HOUSTON - Chesapeake Energy Corp. said Monday that it would delay a $1 billion oil deal in the Eagle Ford oil shale in Texas, but that major asset sales in the Permian and in the Mississippi Lime basins remained on track to close in the third quarter.
Chief Executive Aubrey McClendon said that language the company included in a quarterly filing Friday warning of a delay in asset sales led many to worry that the Permian and Mississippi Lime sales "were somehow in jeopardy." But the language was referring to a Volumetric Production Payment deal in the Eagle Ford, in which the company would have sold some of the field's production in advance to investors, McClendon said. Chesapeake stock had tumbled 14% on Friday in the wake of the company's filing.

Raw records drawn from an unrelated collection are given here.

/*!
# Conditional Function Tests

ISNULL, IFNULL and IF, including NULL conditions and type promotion.
*/

use crate::unit::common::*;
use mysql_compat::{FieldValue, SqlError};

#[test]
fn test_isnull_never_returns_null() {
    assert_eq!(eval("ISNULL", &[FieldValue::Null]), int(1));
    for value in [int(0), text(""), FieldValue::Boolean(false), ts("2024-01-01")] {
        assert_eq!(eval("isnull", &[value]), int(0));
    }
}

#[test]
fn test_ifnull_law() {
    let samples = [FieldValue::Null, int(3), int(-1)];
    for a in &samples {
        for b in &samples {
            let expected = if a.is_null() { b.clone() } else { a.clone() };
            assert_eq!(eval("IFNULL", &[a.clone(), b.clone()]), expected);
        }
    }
    assert_eq!(eval("IFNULL", &[FieldValue::Null, text("b")]), text("b"));
    assert_eq!(eval("IFNULL", &[text("a"), text("b")]), text("a"));
}

#[test]
fn test_ifnull_common_type() {
    assert_eq!(eval("IFNULL", &[int(1), dec("2.5")]), dec("1"));
    assert_eq!(
        eval("IFNULL", &[FieldValue::Null, FieldValue::Boolean(true)]),
        FieldValue::Boolean(true)
    );
    assert!(matches!(
        try_eval("IFNULL", &[ts("2024-01-01"), int(1)]),
        Err(SqlError::TypeError { .. })
    ));
}

#[test]
fn test_if_selects_branch() {
    assert_eq!(
        eval("IF", &[FieldValue::Boolean(true), int(1), int(2)]),
        int(1)
    );
    assert_eq!(
        eval("IF", &[FieldValue::Boolean(false), int(1), int(2)]),
        int(2)
    );
    assert_eq!(eval("IF", &[int(0), text("a"), text("b")]), text("b"));
}

#[test]
fn test_if_null_condition_takes_false_branch() {
    assert_eq!(eval("IF", &[FieldValue::Null, int(1), int(2)]), int(2));
    assert_eq!(
        eval("IF", &[FieldValue::Null, int(1), FieldValue::Null]),
        FieldValue::Null
    );
}

#[test]
fn test_if_rejects_text_condition() {
    assert!(matches!(
        try_eval("IF", &[text("yes"), int(1), int(2)]),
        Err(SqlError::TypeError { .. })
    ));
}

#[test]
fn test_arity_errors() {
    assert!(matches!(
        try_eval("IFNULL", &[int(1)]),
        Err(SqlError::ArityMismatch { .. })
    ));
    assert!(matches!(
        try_eval("ISNULL", &[]),
        Err(SqlError::ArityMismatch { .. })
    ));
}
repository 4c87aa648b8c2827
//! mysql-compat CLI
//!
//! Evaluates registered functions from the command line and prints the
//! function catalog.
//!
//! ```text
//! mysql-compat eval FORMAT 1234567.891 2
//! mysql-compat eval DATE_FORMAT "ts:2024-03-05 14:30:00" "%W %h:%i %p"
//! mysql-compat catalog --json
//! ```

use clap::{Parser, Subcommand};
use mysql_compat::catalog::{generate_catalog_json, generate_function_catalog};
use mysql_compat::{CompatConfig, FieldValue, FunctionContext, SqlError, SqlResult, invoke_function};
use std::fs;
use std::path::PathBuf;
use std::process;

#[derive(Parser)]
#[command(name = "mysql-compat")]
#[command(about = "Evaluate MySQL-dialect scalar functions")]
#[command(version)]
struct Cli {
    /// JSON configuration file (defaults to MYSQL_COMPAT_* environment variables)
    #[arg(long, global = true)]
    config: Option<PathBuf>,

    #[command(subcommand)]
    command: Commands,
}

#[derive(Subcommand)]
enum Commands {
    /// Evaluate one function call
    ///
    /// Arguments: NULL, true/false, integers, decimals, ts:YYYY-MM-DD HH:MM:SS,
    /// 'quoted text' or bare text.
    Eval {
        /// Function name (case-insensitive)
        function: String,

        /// Literal arguments
        #[arg(allow_hyphen_values = true)]
        args: Vec<String>,

        /// Print the result as JSON
        #[arg(long)]
        json: bool,
    },
    /// Print the function catalog
    Catalog {
        /// Emit JSON instead of markdown
        #[arg(long)]
        json: bool,
    },
}

fn main() {
    env_logger::Builder::from_env(env_logger::Env::default().default_filter_or("warn")).init();

    let cli = Cli::parse();

    if let Err(e) = run(cli) {
        eprintln!("❌ {}", e);
        process::exit(1);
    }
}

fn run(cli: Cli) -> SqlResult<()> {
    match cli.command {
        Commands::Eval {
            function,
            args,
            json,
        } => {
            let config = load_config(cli.config.as_ref())?;
            let ctx = FunctionContext::new(config);
            let values = args
                .iter()
                .map(|raw| parse_literal(raw))
                .collect::<SqlResult<Vec<_>>>()?;

            log::debug!("Evaluating {} with {} argument(s)", function, values.len());
            let result = invoke_function(&function, &values, &ctx)?;

            if json {
                println!("{}", result.to_json());
            } else {
                println!("{}", result);
            }
        }
        Commands::Catalog { json } => {
            if json {
                println!("{}", generate_catalog_json()?);
            } else {
                print!("{}", generate_function_catalog());
            }
        }
    }
    Ok(())
}

fn load_config(path: Option<&PathBuf>) -> SqlResult<CompatConfig> {
    match path {
        Some(path) => {
            let content = fs::read_to_string(path).map_err(|e| {
                SqlError::config_error(path.display().to_string(), e.to_string())
            })?;
            CompatConfig::from_json(&content)
        }
        None => CompatConfig::from_env(),
    }
}

/// Interpret one command-line argument as a SQL literal
fn parse_literal(raw: &str) -> SqlResult<FieldValue> {
    if raw.eq_ignore_ascii_case("null") {
        return Ok(FieldValue::Null);
    }
    if raw.eq_ignore_ascii_case("true") {
        return Ok(FieldValue::Boolean(true));
    }
    if raw.eq_ignore_ascii_case("false") {
        return Ok(FieldValue::Boolean(false));
    }
    if let Some(ts) = raw.strip_prefix("ts:") {
        return FieldValue::parse_timestamp(ts);
    }
    if let Some(quoted) = raw.strip_prefix('\'').and_then(|s| s.strip_suffix('\'')) {
        return Ok(FieldValue::text(quoted));
    }
    if let Ok(i) = raw.parse::<i64>() {
        return Ok(FieldValue::Integer(i));
    }
    if raw.contains('.') && !raw.contains(char::is_whitespace) {
        if let Ok(value) = FieldValue::parse_decimal(raw) {
            return Ok(value);
        }
    }
    Ok(FieldValue::text(raw))
}
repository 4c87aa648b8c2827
// Test Module Organization
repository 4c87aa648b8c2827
/*!
# Registry Tests

Lookup, dispatch contract and catalog output of the function table.
*/

use mysql_compat::catalog::{generate_catalog_json, generate_function_catalog};
use mysql_compat::sql::execution::expression::function_metadata::{
    HOST_BUILTIN_COLLISIONS, Volatility, all_function_names, find_function,
};
use mysql_compat::{BuiltinFunctions, FieldValue, FunctionContext, SqlError};

const EXPECTED: &[&str] = &[
    "ISNULL",
    "IFNULL",
    "IF",
    "CONCAT",
    "CONCAT_WS",
    "FIND_IN_SET",
    "FIELD",
    "ELT",
    "TRIM",
    "LTRIM",
    "RTRIM",
    "INSERT",
    "FORMAT",
    "DATE_FORMAT",
    "FROM_UNIXTIME",
    "UNIX_TIMESTAMP",
    "INET_ATON",
    "TIMESTAMPDIFF",
    "TIMESTAMPDIFF_MICROSECOND",
    "TIMESTAMPDIFF_SECOND",
    "TIMESTAMPDIFF_MINUTE",
    "TIMESTAMPDIFF_HOUR",
    "TIMESTAMPDIFF_DAY",
    "TIMESTAMPDIFF_WEEK",
    "TIMESTAMPDIFF_MONTH",
    "TIMESTAMPDIFF_YEAR",
];

#[test]
fn test_every_function_is_registered() {
    for name in EXPECTED {
        assert!(find_function(name).is_some(), "{} missing", name);
        assert!(find_function(&name.to_lowercase()).is_some(), "{} lowercase", name);
    }
    let names = all_function_names();
    assert!(names.contains(&"TIMEDIFF_HOUR"));
}

#[test]
fn test_host_builtin_overrides_are_marked() {
    for name in HOST_BUILTIN_COLLISIONS {
        let def = find_function(name).unwrap();
        assert!(def.overrides_host_builtin(), "{}", name);
    }
    assert!(!find_function("CONCAT_WS").unwrap().overrides_host_builtin());
}

#[test]
fn test_volatility() {
    assert_eq!(
        find_function("UNIX_TIMESTAMP").unwrap().signature.volatility,
        Volatility::Volatile
    );
    assert_eq!(
        find_function("FIND_IN_SET").unwrap().signature.volatility,
        Volatility::Immutable
    );
}

#[test]
fn test_dispatch_errors() {
    let ctx = FunctionContext::default();
    assert!(matches!(
        BuiltinFunctions::evaluate_function_by_name("NOPE", &[], &ctx),
        Err(SqlError::UnknownFunction { .. })
    ));
    assert!(matches!(
        BuiltinFunctions::evaluate_function_by_name(
            "INSERT",
            &[FieldValue::text("a"), FieldValue::Integer(1)],
            &ctx
        ),
        Err(SqlError::ArityMismatch { .. })
    ));
    assert!(matches!(
        BuiltinFunctions::evaluate_function_by_name(
            "FIND_IN_SET",
            &[FieldValue::Integer(1), FieldValue::text("1,2")],
            &ctx
        ),
        Err(SqlError::TypeError { .. })
    ));
}

#[test]
fn test_boolean_arguments_are_cast() {
    let ctx = FunctionContext::default();
    // BOOLEAN → INTEGER for ELT's selector
    assert_eq!(
        BuiltinFunctions::evaluate_function_by_name(
            "ELT",
            &[FieldValue::Boolean(true), FieldValue::text("a")],
            &ctx
        )
        .unwrap(),
        FieldValue::text("a")
    );
}

#[test]
fn test_catalog_lists_everything() {
    let markdown = generate_function_catalog();
    for name in EXPECTED {
        assert!(markdown.contains(name), "{} not in catalog", name);
    }

    let json: serde_json::Value = serde_json::from_str(&generate_catalog_json().unwrap()).unwrap();
    assert_eq!(json.as_array().unwrap().len(), EXPECTED.len());
}
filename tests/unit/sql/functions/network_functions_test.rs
/*!
# INET_ATON Tests
*/

use crate::unit::common::*;
use mysql_compat::{CompatConfig, FieldValue, OctetPolicy};

#[test]
fn test_inet_aton() {
    assert_eq!(eval("INET_ATON", &[text("192.168.1.1")]), int(3_232_235_777));
    assert_eq!(eval("INET_ATON", &[text("10.0.0.1")]), int(167_772_161));
    assert_eq!(eval("INET_ATON", &[text("0.0.0.0")]), int(0));
}

#[test]
fn test_inet_aton_rejects_malformed() {
    for bad in ["192.168.1", "192.168.1.1.1", "a.b.c.d", "1..2.3", "", "300.1.1.1"] {
        assert_eq!(eval("INET_ATON", &[text(bad)]), FieldValue::Null, "{}", bad);
    }
    assert_eq!(eval("INET_ATON", &[FieldValue::Null]), FieldValue::Null);
}

#[test]
fn test_inet_aton_unchecked_policy() {
    let config = CompatConfig {
        inet_octet_policy: OctetPolicy::Unchecked,
        ..CompatConfig::default()
    };
    assert_eq!(
        eval_with(config, "INET_ATON", &[text("0.0.1.256")]),
        int(512)
    );
}
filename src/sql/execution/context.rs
//! Per-call evaluation context.
//!
//! Every function handler receives the argument list plus a
//! [`FunctionContext`]. The context is read-only: it carries the resolved
//! [`CompatConfig`] and the [`Clock`] that `UNIX_TIMESTAMP()` reads. Nothing
//! in it is mutated by a call, so one context can be shared by any number of
//! concurrent evaluations.

use crate::sql::config::CompatConfig;
use chrono::{DateTime, Utc};
use std::fmt;
use std::sync::Arc;

/// Source of "now" for the zero-argument epoch function
pub trait Clock: Send + Sync + fmt::Debug {
    fn now(&self) -> DateTime<Utc>;
}

/// Wall-clock time
#[derive(Debug, Default, Clone, Copy)]
pub struct SystemClock;

impl Clock for SystemClock {
    fn now(&self) -> DateTime<Utc> {
        Utc::now()
    }
}

/// A clock frozen at one instant, for deterministic evaluation
#[derive(Debug, Clone, Copy)]
pub struct FixedClock(pub DateTime<Utc>);

impl Clock for FixedClock {
    fn now(&self) -> DateTime<Utc> {
        self.0
    }
}

/// Shared, immutable state available to every function call
#[derive(Debug, Clone)]
pub struct FunctionContext {
    config: Arc<CompatConfig>,
    clock: Arc<dyn Clock>,
}

impl Default for FunctionContext {
    fn default() -> Self {
        Self::new(CompatConfig::default())
    }
}

impl FunctionContext {
    /// Context with the given config and the system clock
    pub fn new(config: CompatConfig) -> Self {
        Self {
            config: Arc::new(config),
            clock: Arc::new(SystemClock),
        }
    }

    /// Replace the clock
    pub fn with_clock(mut self, clock: Arc<dyn Clock>) -> Self {
        self.clock = clock;
        self
    }

    /// Freeze the clock at `instant`
    pub fn with_fixed_time(self, instant: DateTime<Utc>) -> Self {
        self.with_clock(Arc::new(FixedClock(instant)))
    }

    pub fn config(&self) -> &CompatConfig {
        &self.config
    }

    pub fn now(&self) -> DateTime<Utc> {
        self.clock.now()
    }
}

He said the company also has identified noncore assets it plans to sell in the second half of 2012 and continuing into 2013 to make sure it has enough money to meet its ambitious spending plans. McClendon said that the company chose to take a $3 billion unsecured loan from Goldman Sachs Group Inc. and Jefferies Group Inc. instead, as it would provide more assurance to investors that it would be able its transition from being primarily a natural gas producer to one more focused on oil from a position of strength.
The Oklahoma City company, which in the past decade has grown into the second-largest natural gas producer in the U.S. by throwing armies of land men into emerging oil and gas fields, also plans to concentrate on drilling the acreage it already holds, McClendon said. That's uncharted territory for the company, and for McClendon, who started out as a land man.
"Now we're transitioning to asset harvest," McClendon said.